* Exercise:
Find the line that contains "let text = fs::read_to_string(path)?;". Output it and every line after it to the end of the records, exactly as they appear.

* Dataset excerpts:

§ §

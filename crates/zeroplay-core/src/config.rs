//! TOML 設定ファイル
//!
//! ```toml
//! [white]
//! resign-percentage = 5.0
//! threads = 2
//!
//! [white.limits]
//! visits = 800
//!
//! [black]
//! reuse-tree = true
//!
//! [black.engine-options]
//! cpuct = "1.7"
//! ```

use std::collections::BTreeMap;
use std::fs;
use std::path::Path;

use serde::{Deserialize, Serialize};

use crate::board::Position;
use crate::error::Result;
use crate::options::{PlayerOptions, SelfPlayOptions};
use crate::search::SelfPlayLimits;
use crate::types::Color;

fn default_threads() -> usize {
    1
}

/// 片側プレイヤーの設定
#[derive(Debug, Clone, PartialEq, Serialize, Deserialize)]
#[serde(rename_all = "kebab-case")]
pub struct PlayerConfig {
    #[serde(flatten)]
    pub selfplay: SelfPlayOptions,
    #[serde(default)]
    pub limits: SelfPlayLimits,
    #[serde(default = "default_threads")]
    pub threads: usize,
    /// 探索エンジンへそのまま渡すオプション
    #[serde(default)]
    pub engine_options: BTreeMap<String, String>,
}

impl Default for PlayerConfig {
    fn default() -> Self {
        Self {
            selfplay: SelfPlayOptions::default(),
            limits: SelfPlayLimits::default(),
            threads: default_threads(),
            engine_options: BTreeMap::new(),
        }
    }
}

impl PlayerConfig {
    /// プレイヤー設定に反映する
    pub fn apply<P: Position>(&self, player: PlayerOptions<P>) -> PlayerOptions<P> {
        let mut player = player
            .with_selfplay_options(&self.selfplay)
            .with_limits(self.limits);
        for (name, value) in &self.engine_options {
            player.options.set(name, value);
        }
        player
    }
}

/// 自己対局設定（白・黒）
#[derive(Debug, Clone, Default, PartialEq, Serialize, Deserialize)]
#[serde(default)]
pub struct SelfPlayConfig {
    pub white: PlayerConfig,
    pub black: PlayerConfig,
}

impl SelfPlayConfig {
    pub fn load(path: &Path) -> Result<Self> {
        let text = fs::read_to_string(path)?;
        Self::from_toml_str(&text)
    }

    pub fn from_toml_str(text: &str) -> Result<Self> {
        let config: SelfPlayConfig = toml::from_str(text)?;
        config.white.selfplay.validate()?;
        config.black.selfplay.validate()?;
        log::debug!("loaded selfplay config: {config:?}");
        Ok(config)
    }

    pub fn player(&self, side: Color) -> &PlayerConfig {
        match side {
            Color::White => &self.white,
            Color::Black => &self.black,
        }
    }

    /// 探索スレッド数（0 は 1 とみなす）
    pub fn threads(&self, side: Color) -> usize {
        self.player(side).threads.max(1)
    }
}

§ §

* Answer to this task:
        let text = fs::read_to_string(path)?;
        Self::from_toml_str(&text)
    }

    pub fn from_toml_str(text: &str) -> Result<Self> {
        let config: SelfPlayConfig = toml::from_str(text)?;
        config.white.selfplay.validate()?;
        config.black.selfplay.validate()?;
        log::debug!("loaded selfplay config: {config:?}");
        Ok(config)
    }

    pub fn player(&self, side: Color) -> &PlayerConfig {
        match side {
            Color::White => &self.white,
            Color::Black => &self.black,
        }
    }

    /// 探索スレッド数（0 は 1 とみなす）
    pub fn threads(&self, side: Color) -> usize {
        self.player(side).threads.max(1)
    }
}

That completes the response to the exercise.